> Data extract:
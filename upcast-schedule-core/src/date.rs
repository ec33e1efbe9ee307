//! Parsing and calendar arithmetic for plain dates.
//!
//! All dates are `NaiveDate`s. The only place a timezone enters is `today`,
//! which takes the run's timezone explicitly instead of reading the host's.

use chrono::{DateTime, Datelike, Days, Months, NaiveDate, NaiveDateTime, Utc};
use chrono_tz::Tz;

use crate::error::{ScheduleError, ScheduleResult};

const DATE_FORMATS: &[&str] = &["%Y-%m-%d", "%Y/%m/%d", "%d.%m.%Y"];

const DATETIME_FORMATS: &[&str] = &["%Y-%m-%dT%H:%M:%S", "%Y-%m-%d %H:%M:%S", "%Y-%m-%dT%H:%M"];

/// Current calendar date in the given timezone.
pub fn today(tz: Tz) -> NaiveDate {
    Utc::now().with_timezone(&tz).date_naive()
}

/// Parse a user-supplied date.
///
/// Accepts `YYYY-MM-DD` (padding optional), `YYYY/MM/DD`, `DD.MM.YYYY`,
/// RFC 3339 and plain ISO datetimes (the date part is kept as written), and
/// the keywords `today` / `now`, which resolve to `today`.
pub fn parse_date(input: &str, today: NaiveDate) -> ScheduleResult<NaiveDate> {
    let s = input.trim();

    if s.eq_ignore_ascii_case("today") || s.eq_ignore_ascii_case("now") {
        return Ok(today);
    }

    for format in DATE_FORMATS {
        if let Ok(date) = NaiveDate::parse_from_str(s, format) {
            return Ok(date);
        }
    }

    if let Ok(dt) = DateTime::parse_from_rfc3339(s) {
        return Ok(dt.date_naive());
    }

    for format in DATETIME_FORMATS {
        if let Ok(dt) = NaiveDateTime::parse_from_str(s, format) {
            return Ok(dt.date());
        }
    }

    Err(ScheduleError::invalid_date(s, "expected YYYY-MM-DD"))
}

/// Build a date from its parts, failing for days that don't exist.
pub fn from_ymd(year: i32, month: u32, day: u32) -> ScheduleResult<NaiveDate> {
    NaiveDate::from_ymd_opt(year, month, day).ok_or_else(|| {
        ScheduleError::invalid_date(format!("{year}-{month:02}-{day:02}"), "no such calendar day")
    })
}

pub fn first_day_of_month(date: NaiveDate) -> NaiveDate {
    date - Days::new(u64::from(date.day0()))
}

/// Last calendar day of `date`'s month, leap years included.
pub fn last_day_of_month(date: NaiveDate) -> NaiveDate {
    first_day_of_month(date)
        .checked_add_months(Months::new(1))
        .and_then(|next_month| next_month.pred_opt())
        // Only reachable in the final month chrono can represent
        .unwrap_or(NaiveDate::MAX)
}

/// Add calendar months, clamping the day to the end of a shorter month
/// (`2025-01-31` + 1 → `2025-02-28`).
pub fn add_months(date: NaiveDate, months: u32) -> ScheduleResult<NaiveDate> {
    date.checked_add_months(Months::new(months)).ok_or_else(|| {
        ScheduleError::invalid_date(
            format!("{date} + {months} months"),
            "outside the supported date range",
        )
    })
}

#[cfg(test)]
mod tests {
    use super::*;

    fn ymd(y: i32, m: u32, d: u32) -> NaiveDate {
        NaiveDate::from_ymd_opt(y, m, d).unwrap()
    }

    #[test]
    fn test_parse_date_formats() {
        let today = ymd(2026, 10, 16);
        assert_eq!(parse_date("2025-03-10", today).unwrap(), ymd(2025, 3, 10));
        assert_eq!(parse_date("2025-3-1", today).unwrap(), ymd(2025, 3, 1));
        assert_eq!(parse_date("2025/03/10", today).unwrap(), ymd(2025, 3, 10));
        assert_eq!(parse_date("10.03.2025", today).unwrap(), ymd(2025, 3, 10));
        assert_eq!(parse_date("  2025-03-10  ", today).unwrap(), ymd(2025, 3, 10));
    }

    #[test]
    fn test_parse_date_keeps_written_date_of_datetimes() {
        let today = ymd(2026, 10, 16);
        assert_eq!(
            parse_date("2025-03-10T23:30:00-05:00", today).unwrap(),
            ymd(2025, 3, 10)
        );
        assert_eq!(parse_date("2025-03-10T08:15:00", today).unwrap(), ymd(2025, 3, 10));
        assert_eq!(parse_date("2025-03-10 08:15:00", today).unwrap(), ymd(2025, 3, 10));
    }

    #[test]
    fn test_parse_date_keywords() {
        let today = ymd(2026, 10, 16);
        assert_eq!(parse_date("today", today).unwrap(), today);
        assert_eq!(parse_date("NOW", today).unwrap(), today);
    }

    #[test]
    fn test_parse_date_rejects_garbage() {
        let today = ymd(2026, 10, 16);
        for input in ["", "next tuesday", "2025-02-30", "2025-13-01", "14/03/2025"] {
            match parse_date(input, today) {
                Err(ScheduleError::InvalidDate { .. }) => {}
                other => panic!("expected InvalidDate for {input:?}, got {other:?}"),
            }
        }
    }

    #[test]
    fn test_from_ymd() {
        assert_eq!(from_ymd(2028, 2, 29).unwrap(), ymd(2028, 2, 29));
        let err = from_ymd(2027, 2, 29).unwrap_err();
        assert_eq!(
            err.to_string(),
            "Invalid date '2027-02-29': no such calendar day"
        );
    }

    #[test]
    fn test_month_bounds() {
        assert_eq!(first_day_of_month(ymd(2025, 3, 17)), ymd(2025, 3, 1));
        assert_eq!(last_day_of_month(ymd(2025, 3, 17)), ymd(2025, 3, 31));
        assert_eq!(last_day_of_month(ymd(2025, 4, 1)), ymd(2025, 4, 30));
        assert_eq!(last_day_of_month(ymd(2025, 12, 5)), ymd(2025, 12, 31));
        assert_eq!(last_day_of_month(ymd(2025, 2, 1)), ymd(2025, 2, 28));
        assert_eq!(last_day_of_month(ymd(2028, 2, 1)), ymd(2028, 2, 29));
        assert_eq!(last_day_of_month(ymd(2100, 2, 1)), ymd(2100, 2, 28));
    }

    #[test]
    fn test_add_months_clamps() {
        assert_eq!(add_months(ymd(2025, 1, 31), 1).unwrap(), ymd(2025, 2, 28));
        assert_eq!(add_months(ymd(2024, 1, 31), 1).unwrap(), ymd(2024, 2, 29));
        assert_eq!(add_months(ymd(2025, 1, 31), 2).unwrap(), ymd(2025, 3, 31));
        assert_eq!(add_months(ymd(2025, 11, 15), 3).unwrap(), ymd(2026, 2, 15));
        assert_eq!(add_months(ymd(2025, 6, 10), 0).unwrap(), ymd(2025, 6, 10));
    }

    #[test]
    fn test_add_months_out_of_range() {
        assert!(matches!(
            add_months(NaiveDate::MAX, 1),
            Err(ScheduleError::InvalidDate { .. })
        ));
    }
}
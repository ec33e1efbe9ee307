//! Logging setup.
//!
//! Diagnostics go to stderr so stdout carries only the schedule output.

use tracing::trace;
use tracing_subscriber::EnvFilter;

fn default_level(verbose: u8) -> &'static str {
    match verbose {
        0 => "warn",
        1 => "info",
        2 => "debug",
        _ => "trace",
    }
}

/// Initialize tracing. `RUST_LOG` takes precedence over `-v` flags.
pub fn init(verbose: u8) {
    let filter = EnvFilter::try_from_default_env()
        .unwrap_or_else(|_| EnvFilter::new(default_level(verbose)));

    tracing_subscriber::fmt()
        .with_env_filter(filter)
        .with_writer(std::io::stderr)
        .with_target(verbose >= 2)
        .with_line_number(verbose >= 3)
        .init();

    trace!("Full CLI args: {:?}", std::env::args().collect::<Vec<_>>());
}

> Prompt: The required output is the stretch of entries above from the line containing "for plain dates." through the line containing "if let Ok(dt) = DateTime::parse_from_rfc3339(s)", reproduced exactly.

> Exercise response:
//! Parsing and calendar arithmetic for plain dates.
//!
//! All dates are `NaiveDate`s. The only place a timezone enters is `today`,
//! which takes the run's timezone explicitly instead of reading the host's.

use chrono::{DateTime, Datelike, Days, Months, NaiveDate, NaiveDateTime, Utc};
use chrono_tz::Tz;

use crate::error::{ScheduleError, ScheduleResult};

const DATE_FORMATS: &[&str] = &["%Y-%m-%d", "%Y/%m/%d", "%d.%m.%Y"];

const DATETIME_FORMATS: &[&str] = &["%Y-%m-%dT%H:%M:%S", "%Y-%m-%d %H:%M:%S", "%Y-%m-%dT%H:%M"];

/// Current calendar date in the given timezone.
pub fn today(tz: Tz) -> NaiveDate {
    Utc::now().with_timezone(&tz).date_naive()
}

/// Parse a user-supplied date.
///
/// Accepts `YYYY-MM-DD` (padding optional), `YYYY/MM/DD`, `DD.MM.YYYY`,
/// RFC 3339 and plain ISO datetimes (the date part is kept as written), and
/// the keywords `today` / `now`, which resolve to `today`.
pub fn parse_date(input: &str, today: NaiveDate) -> ScheduleResult<NaiveDate> {
    let s = input.trim();

    if s.eq_ignore_ascii_case("today") || s.eq_ignore_ascii_case("now") {
        return Ok(today);
    }

    for format in DATE_FORMATS {
        if let Ok(date) = NaiveDate::parse_from_str(s, format) {
            return Ok(date);
        }
    }

    if let Ok(dt) = DateTime::parse_from_rfc3339(s) {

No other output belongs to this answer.